He looked up and saw that the rope was swinging idly in the wind, that it had knocked down some of the periwinkle blooms that spiraled up the sycamore trunk. Petals and whole flowers floated down diagonally in the wind and were landing all around them, on his back, in Ramona’s face (eyes closed, mouth open in a girlish O of surprise), petals like leaves falling around them, little fingers on his back, piling up, drifting against their sides until they moved in a mound of periwinkle blossoms, a blanket of them. He saw a pure black mountain lion pad by, purring its approval. It levitated with a casual leap into the lowest fork of their tree, where it sprawled over both sides of a big branch, legs all akimbo, perfectly relaxed, staring at them with big moon eyes, purring a purr as deep and rasping as waves breaking on shingle, purring a purr that enveloped them like the sound of the wind in the branches. Kevin felt it deep inside, vibrating both him and Ramona completely as they plunged toward oblivion, the universal now. They were spinning.

* * *

Oscar had lost the canyon trail immediately, almost falling in the little gurgling pool at the source of the spring; he had to sink to one knee abruptly to keep from pitching in. Spiraling blade fronds slapped him gently in the face. He stared transfixed at the roiled surface of the pool, which turned over itself as if a hose were spurting out water somewhere below the surface. So odd—here they were on a desert coastline, the mountains mostly bare and brown, and before his eyes water poured out of a hill. And steaming hot to boot. Where did it come from? Oh, he knew that. Law classes, surprising how much you had to understand for the law to make sense. And the way Sally taught that class, up in Dusy Basin and down on the campus; he felt he understood groundwater basins. He stood on the bony cracked hills, eons old, porous to water right down to the bedrock. So the ground beneath him was saturated, up to some level below him, a few feet, several hundred feet, depending on where he stood. Water down there slowly flowing, down its secret watersheds. A rib of bedrock, an underground upwelling. This was the top of one, pouring out a crack. A reservoir filled with stone. Underground waterfall. And hot because some cracks in deep bedrock were letting the earth’s internal heat seep up. My God. Could it actually be that hot down there? Well, the crust was only a few miles thick, and after that it was a few thousand miles to the core. Essentially he was standing on a ball of molten lava, with something as thin as aluminum foil insulating him from it.

The spring water scalded his fingers, and hastily he pulled away. Uneasy at the heat, which seemed now to have a faint red glow to it, he stepped over the stream and upcanyon, aware suddenly of a Pellucidar below like the insides of a foundry, bright yellow spills of molten metal leaving intense afterimages in his sight. Except in reality the superheated rock below was under such gravitational pressure that it could be called neither a liquid or a solid, not if you wanted to be accurate. A slight variation, a bolide gravitational or magnetic, and the dark night might suddenly explode on him. Have to live with that.

The woods were dark. Black on black. Oscar blundered into branches that were like wooden arms trying to tackle him. He couldn’t see well enough to move around out here, how did the others do it?

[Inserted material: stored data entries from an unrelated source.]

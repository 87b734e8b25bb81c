//! Domain models shared by the service, data, and bot layers.
//!
//! These types carry only what the voice log needs from Discord's voice state and
//! member objects, so the classification and bookkeeping logic never depends on
//! Serenity's gateway structures.

pub mod session;
pub mod voice;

The canyon floor was irregular and much of what he stepped on was soft. It made him squeamish and light-footed. Needed a flashlight. Definitely dark. Once a friend in Virginia had taken him out to see one of the caverns in the Shenandoah Mountains, and the guide there had shut down the light in one deep cavern, so they could see the purity of a complete lack of light. You couldn’t see your hand right in front of your nose, nor distinguish any motions it made. It was simply a field of the richest, blackest black he had ever seen.

This wasn’t like that. Overhead stars sparked between wind-tossed branches, and a single solar panel station blinked in the west like a streetlight seen from miles away. Presumably these were casting some light on the scene. How many candlepower was a star? Let’s see, a lit candle some eight miles away is supposed to be visible. They did an experiment about that, in the early days, wandering out on a clear desert basin. One man tramped back and forth to find out at just what point he lost sight of the distant candle. Eight miles? Maybe it wasn’t that far. What was stopping the light from being visible, anyway? What got in the way? Imagine that man out there wandering back and forth, a distant prick of light winking in and out of existence.

He could in fact see his hand in front of his face. Experiment proved this. Black octopuslike thing. But what stood before him, or at his feet: inky shapes on a field of sable velvet. It was possible to walk right into a tree. He proved that by experiment too. Subsequently he made his way with his hands stretched out before him, like a sleepwalker.

Nothing to see, but lots to hear. Airy voice of the wind scraping stone, hooting from time to time around sharp corners. The myriad shivery clicks of leaves overhead and around, a sound sometimes like water falling, but with the individual sounds sharper, more individualized—but so many of them…. The creaks of branches rubbing together, eucalyptus trees did that a lot, they were talkative trees. A scurrying underfoot that made him tread even more slowly, more lightly. Tiny creatures were rushing away as he approached, much as little people ran from city-stomping Godzillas in Japanese movies. And maybe some little guys with a superweapon like snake poison would try to bring him down. Necessary to move very slowly. Give them time to escape.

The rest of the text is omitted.